Irish traditional music sessions, also called trad sessions or simply sessions, are mostly informal gatherings at which people play Irish traditional music. The Irish language word for "session" is seisiún. This article discusses Irish tune-playing, although "session" can also refer to a singing session or a mixed session (tunes and songs); see the pub session article for a wider discussion of folk music sessions.

Barry Foy's Field Guide to the Irish Music Session defines a session as:

...a gathering of Irish traditional musicians for the purpose of celebrating their common interest in the music by playing it together in a relaxed, informal setting, while in the process generally beefing up the mystical cultural mantra that hums along uninterruptedly beneath all manifestations of Irishness worldwide.
== History ==
Before the 1940s, Irish traditional music (both in Ireland and the diaspora) was typically played in private homes and farmyards and occasionally at dance halls. In Ireland, the UK, and Canada most public houses ("pubs") and taverns were not legally allowed to host music in the early 20th century. This division between folk music at home and popular commercial music in bars held on to some in Eastern Canada, where the name "kitchen party" denotes a gathering of folk musicians.

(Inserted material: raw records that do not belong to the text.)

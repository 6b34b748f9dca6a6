//! Invocation dispatcher.
//!
//! # Responsibilities
//! - Route identity operations to the target identity
//! - Route pass-through defaults straight to their definition
//! - Route everything else through its decorated callable
//!
//! # Design Decisions
//! - Holds only immutable state; no synchronization on the call path
//! - A missing decorated callable is an invariant violation: logged at error
//!   level and counted, then the call is delegated to the remote directly

use std::fmt;
use std::sync::Arc;

use futures_util::future::{self, FutureExt};
use serde_json::Value;

use crate::callable::{Args, CallFuture};
use crate::contract::{CallContract, IdentityOp, OperationKind, RemoteCall, TargetIdentity};
use crate::decorators::DecoratedCallables;
use crate::dispatch::ResilientClient;
use crate::error::CallError;
use crate::observability::metrics;

/// The single interception point for all calls against a contract.
pub struct InvocationHandler {
    target: TargetIdentity,
    contract: Arc<CallContract>,
    remote: Arc<dyn RemoteCall>,
    decorated: DecoratedCallables,
}

impl InvocationHandler {
    pub(crate) fn new(
        target: TargetIdentity,
        contract: Arc<CallContract>,
        remote: Arc<dyn RemoteCall>,
        decorated: DecoratedCallables,
    ) -> Self {
        Self {
            target,
            contract,
            remote,
            decorated,
        }
    }

    pub fn target(&self) -> &TargetIdentity {
        &self.target
    }

    pub fn contract(&self) -> &Arc<CallContract> {
        &self.contract
    }

    /// Number of decorated callables held.
    pub fn decorated_len(&self) -> usize {
        self.decorated.len()
    }

    pub fn is_decorated(&self, operation: &str) -> bool {
        self.decorated.contains_key(operation)
    }

    /// Dispatch one call of `operation` made through `client`.
    pub fn invoke(&self, client: &ResilientClient, operation: &str, args: Args) -> CallFuture {
        let Some(op) = self.contract.operation(operation) else {
            return future::ready(Err(CallError::UnknownOperation(operation.to_string()))).boxed();
        };

        match op.kind() {
            OperationKind::Identity(identity) => future::ready(Ok(self.identity(*identity, &args))).boxed(),
            OperationKind::Default(handler) => handler.call(client.clone(), args),
            OperationKind::Remote => match self.decorated.get(operation) {
                Some(call) => call.call(args),
                None => {
                    tracing::error!(
                        target_identity = %self.target,
                        operation = %operation,
                        "No decorated callable for remote operation; delegating without decoration"
                    );
                    metrics::record_undecorated_dispatch(&self.target, operation);
                    self.remote.invoke(op, args)
                }
            },
        }
    }

    fn identity(&self, op: IdentityOp, args: &Args) -> Value {
        match op {
            IdentityOp::Equals => {
                let equal = args
                    .first()
                    .filter(|other| !other.is_null())
                    .and_then(|other| serde_json::from_value::<TargetIdentity>(other.clone()).ok())
                    .is_some_and(|other| other == self.target);
                Value::Bool(equal)
            }
            IdentityOp::HashCode => Value::from(self.target.hash_code()),
            IdentityOp::ToString => Value::String(self.target.to_string()),
        }
    }
}

impl fmt::Debug for InvocationHandler {
    fn fmt(&self, f: &mut fmt::Formatter<'_>) -> fmt::Result {
        f.debug_struct("InvocationHandler")
            .field("target", &self.target)
            .field("decorated", &self.decorated.len())
            .finish()
    }
}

In the post-war era, social dancing developed in new trends based on jazz and later rock and roll, which displaced traditional music from dance halls (a similar trend happened to Central European polka music in North America). The session as understood today was purportedly invented in 1946 at the Devonshire Arms pub in Kentish Town, London, UK by a group of Irish emigrants from the Irish west coast, particularly near the town of Tubbercurry.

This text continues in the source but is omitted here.